_DATA SHOWN_.
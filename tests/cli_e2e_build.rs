//! End-to-end tests for the `docbuilder build` command.
//!
//! These tests run the binary against real checkouts in a temporary directory
//! and inspect the written pages, state file and build report.

mod common;
use common::prelude::*;

use std::fs;

fn report(fixture: &TestFixture) -> serde_json::Value {
    let content = fs::read_to_string(fixture.path().join("site/build-report.json"))
        .expect("report should exist");
    serde_json::from_str(&content).expect("report should be JSON")
}

#[test]
fn test_build_help() {
    let mut cmd = cargo_bin_cmd!("docbuilder");
    cmd.arg("build")
        .arg("--help")
        .assert()
        .success()
        .stdout(predicate::str::contains("--force"))
        .stdout(predicate::str::contains("--dry-run"))
        .stdout(predicate::str::contains("--config"));
}

#[test]
fn test_build_single_repository() {
    let fixture = TestFixture::new()
        .with_doc("api", "index.md", "# API Reference\n\nWelcome.\n")
        .with_doc("api", "guide/setup.md", "Install it.\n")
        .with_config(configs::SINGLE_REPO);

    fixture
        .command()
        .arg("build")
        .assert()
        .success()
        .stdout(predicate::str::contains("Built 2 documents"))
        .stdout(predicate::str::contains("first generation"));

    // Single-repository builds keep the relative path as the logical path.
    fixture
        .child("site/content/index.md")
        .assert(predicate::str::contains("title: API Reference"));
    fixture
        .child("site/content/guide/setup.md")
        .assert(predicate::str::contains("title: Setup"))
        .assert(predicate::str::ends_with("Install it.\n"));
    fixture
        .child("state/docbuilder.json")
        .assert(predicate::path::exists());

    let report = report(&fixture);
    assert_eq!(report["status"], "success");
    assert_eq!(report["documents"], 2);
    assert_eq!(report["doc_files_hash"].as_str().unwrap().len(), 64);
}

#[test]
fn test_build_multi_repository_prefixes_paths() {
    let fixture = TestFixture::new()
        .with_doc("api", "index.md", "# API\n")
        .with_doc("guides", "index.md", "---\nlayout: landing\n---\n# Guides\n")
        .with_config(configs::TWO_REPOS);

    fixture.command().arg("build").assert().success();

    fixture
        .child("site/content/api/index.md")
        .assert(predicate::str::contains("https://github.com/acme/api/edit/main/docs/index.md"))
        .assert(predicate::str::contains("- backend"))
        .assert(predicate::str::contains("layout: docs"));
    fixture
        .child("site/content/guides/index.md")
        .assert(predicate::str::contains("layout: landing"))
        .assert(predicate::str::contains("repository: guides"));
}

#[test]
fn test_rebuild_without_changes_skips_render() {
    let fixture = TestFixture::new()
        .with_doc("api", "index.md", "# API\n")
        .with_config(configs::SINGLE_REPO);

    fixture.command().arg("build").assert().success();
    fixture
        .command()
        .arg("build")
        .assert()
        .success()
        .stdout(predicate::str::contains("unchanged"))
        .stdout(predicate::str::contains("No changes to render"));

    let report = report(&fixture);
    assert_eq!(report["rendered"], false);
    assert_eq!(report["first_generation"], false);
}

#[test]
fn test_rebuild_after_new_file_renders() {
    let fixture = TestFixture::new()
        .with_doc("api", "index.md", "# API\n")
        .with_config(configs::SINGLE_REPO);

    fixture.command().arg("build").assert().success();
    fixture.add_doc("api", "changelog.md", "# Changelog\n");
    fixture.command().arg("build").assert().success();

    let report = report(&fixture);
    assert_eq!(report["changed"], true);
    assert_eq!(report["rendered"], true);
    fixture
        .child("site/content/changelog.md")
        .assert(predicate::path::exists());
}

#[test]
fn test_force_renders_content_only_edits() {
    let fixture = TestFixture::new()
        .with_doc("api", "index.md", "# API\n")
        .with_config(configs::SINGLE_REPO);

    fixture.command().arg("build").assert().success();
    fixture.add_doc("api", "index.md", "# API v2\n");

    fixture.command().arg("build").assert().success();
    fixture
        .child("site/content/index.md")
        .assert(predicate::str::contains("title: API\n"));

    fixture.command().arg("build").arg("--force").assert().success();
    fixture
        .child("site/content/index.md")
        .assert(predicate::str::contains("title: API v2"));
}

#[test]
fn test_dry_run_writes_nothing() {
    let fixture = TestFixture::new()
        .with_doc("api", "index.md", "# API\n")
        .with_config(configs::SINGLE_REPO);

    fixture
        .command()
        .arg("build")
        .arg("--dry-run")
        .assert()
        .success()
        .stdout(predicate::str::contains("DRY RUN"));

    fixture.child("site").assert(predicate::path::missing());
    fixture.child("state").assert(predicate::path::missing());
}

#[test]
fn test_quiet_build_prints_nothing() {
    let fixture = TestFixture::new()
        .with_doc("api", "index.md", "# API\n")
        .with_config(configs::SINGLE_REPO);

    fixture
        .command()
        .arg("--log-level")
        .arg("off")
        .arg("build")
        .arg("--quiet")
        .assert()
        .success()
        .stdout(predicate::str::is_empty());
}

#[test]
fn test_invalid_front_matter_warns_but_succeeds() {
    let fixture = TestFixture::new()
        .with_doc("api", "broken.md", "---\ntitle: [oops\n---\nBody\n")
        .with_config(configs::SINGLE_REPO);

    fixture
        .command()
        .arg("build")
        .assert()
        .success()
        .stdout(predicate::str::contains("[WARN]"));

    let report = report(&fixture);
    assert_eq!(report["status"], "success");
    assert_eq!(report["warnings"].as_array().unwrap().len(), 1);
    fixture
        .child("site/content/broken.md")
        .assert(predicate::str::contains("title: Broken"));
}

#[test]
fn test_missing_checkout_fails_and_reports() {
    let fixture = TestFixture::new().with_config(configs::SINGLE_REPO);

    fixture
        .command()
        .arg("build")
        .assert()
        .code(1)
        .stderr(predicate::str::contains("discover"));

    let report = report(&fixture);
    assert_eq!(report["status"], "failed");
    assert!(report["error"].as_str().unwrap().contains("discover"));
}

_EXERCISE DETAILS_.
Line by line, please copy the records above exactly.

_SOLUTION FOR THIS PROBLEM_.
filename tests/cli_e2e_build.rs
//! End-to-end tests for the `docbuilder build` command.
//!
//! These tests run the binary against real checkouts in a temporary directory
//! and inspect the written pages, state file and build report.

mod common;
use common::prelude::*;

use std::fs;

fn report(fixture: &TestFixture) -> serde_json::Value {
    let content = fs::read_to_string(fixture.path().join("site/build-report.json"))
        .expect("report should exist");
    serde_json::from_str(&content).expect("report should be JSON")
}

#[test]
fn test_build_help() {
    let mut cmd = cargo_bin_cmd!("docbuilder");
    cmd.arg("build")
        .arg("--help")
        .assert()
        .success()
        .stdout(predicate::str::contains("--force"))
        .stdout(predicate::str::contains("--dry-run"))
        .stdout(predicate::str::contains("--config"));
}

#[test]
fn test_build_single_repository() {
    let fixture = TestFixture::new()
        .with_doc("api", "index.md", "# API Reference\n\nWelcome.\n")
        .with_doc("api", "guide/setup.md", "Install it.\n")
        .with_config(configs::SINGLE_REPO);

    fixture
        .command()
        .arg("build")
        .assert()
        .success()
        .stdout(predicate::str::contains("Built 2 documents"))
        .stdout(predicate::str::contains("first generation"));

    // Single-repository builds keep the relative path as the logical path.
    fixture
        .child("site/content/index.md")
        .assert(predicate::str::contains("title: API Reference"));
    fixture
        .child("site/content/guide/setup.md")
        .assert(predicate::str::contains("title: Setup"))
        .assert(predicate::str::ends_with("Install it.\n"));
    fixture
        .child("state/docbuilder.json")
        .assert(predicate::path::exists());

    let report = report(&fixture);
    assert_eq!(report["status"], "success");
    assert_eq!(report["documents"], 2);
    assert_eq!(report["doc_files_hash"].as_str().unwrap().len(), 64);
}

#[test]
fn test_build_multi_repository_prefixes_paths() {
    let fixture = TestFixture::new()
        .with_doc("api", "index.md", "# API\n")
        .with_doc("guides", "index.md", "---\nlayout: landing\n---\n# Guides\n")
        .with_config(configs::TWO_REPOS);

    fixture.command().arg("build").assert().success();

    fixture
        .child("site/content/api/index.md")
        .assert(predicate::str::contains("https://github.com/acme/api/edit/main/docs/index.md"))
        .assert(predicate::str::contains("- backend"))
        .assert(predicate::str::contains("layout: docs"));
    fixture
        .child("site/content/guides/index.md")
        .assert(predicate::str::contains("layout: landing"))
        .assert(predicate::str::contains("repository: guides"));
}

#[test]
fn test_rebuild_without_changes_skips_render() {
    let fixture = TestFixture::new()
        .with_doc("api", "index.md", "# API\n")
        .with_config(configs::SINGLE_REPO);

    fixture.command().arg("build").assert().success();
    fixture
        .command()
        .arg("build")
        .assert()
        .success()
        .stdout(predicate::str::contains("unchanged"))
        .stdout(predicate::str::contains("No changes to render"));

    let report = report(&fixture);
    assert_eq!(report["rendered"], false);
    assert_eq!(report["first_generation"], false);
}

#[test]
fn test_rebuild_after_new_file_renders() {
    let fixture = TestFixture::new()
        .with_doc("api", "index.md", "# API\n")
        .with_config(configs::SINGLE_REPO);

    fixture.command().arg("build").assert().success();
    fixture.add_doc("api", "changelog.md", "# Changelog\n");
    fixture.command().arg("build").assert().success();

    let report = report(&fixture);
    assert_eq!(report["changed"], true);
    assert_eq!(report["rendered"], true);
    fixture
        .child("site/content/changelog.md")
        .assert(predicate::path::exists());
}

#[test]
fn test_force_renders_content_only_edits() {
    let fixture = TestFixture::new()
        .with_doc("api", "index.md", "# API\n")
        .with_config(configs::SINGLE_REPO);

    fixture.command().arg("build").assert().success();
    fixture.add_doc("api", "index.md", "# API v2\n");

    fixture.command().arg("build").assert().success();
    fixture
        .child("site/content/index.md")
        .assert(predicate::str::contains("title: API\n"));

    fixture.command().arg("build").arg("--force").assert().success();
    fixture
        .child("site/content/index.md")
        .assert(predicate::str::contains("title: API v2"));
}

#[test]
fn test_dry_run_writes_nothing() {
    let fixture = TestFixture::new()
        .with_doc("api", "index.md", "# API\n")
        .with_config(configs::SINGLE_REPO);

    fixture
        .command()
        .arg("build")
        .arg("--dry-run")
        .assert()
        .success()
        .stdout(predicate::str::contains("DRY RUN"));

    fixture.child("site").assert(predicate::path::missing());
    fixture.child("state").assert(predicate::path::missing());
}

#[test]
fn test_quiet_build_prints_nothing() {
    let fixture = TestFixture::new()
        .with_doc("api", "index.md", "# API\n")
        .with_config(configs::SINGLE_REPO);

    fixture
        .command()
        .arg("--log-level")
        .arg("off")
        .arg("build")
        .arg("--quiet")
        .assert()
        .success()
        .stdout(predicate::str::is_empty());
}

#[test]
fn test_invalid_front_matter_warns_but_succeeds() {
    let fixture = TestFixture::new()
        .with_doc("api", "broken.md", "---\ntitle: [oops\n---\nBody\n")
        .with_config(configs::SINGLE_REPO);

    fixture
        .command()
        .arg("build")
        .assert()
        .success()
        .stdout(predicate::str::contains("[WARN]"));

    let report = report(&fixture);
    assert_eq!(report["status"], "success");
    assert_eq!(report["warnings"].as_array().unwrap().len(), 1);
    fixture
        .child("site/content/broken.md")
        .assert(predicate::str::contains("title: Broken"));
}

#[test]
fn test_missing_checkout_fails_and_reports() {
    let fixture = TestFixture::new().with_config(configs::SINGLE_REPO);

    fixture
        .command()
        .arg("build")
        .assert()
        .code(1)
        .stderr(predicate::str::contains("discover"));

    let report = report(&fixture);
    assert_eq!(report["status"], "failed");
    assert!(report["error"].as_str().unwrap().contains("discover"));
}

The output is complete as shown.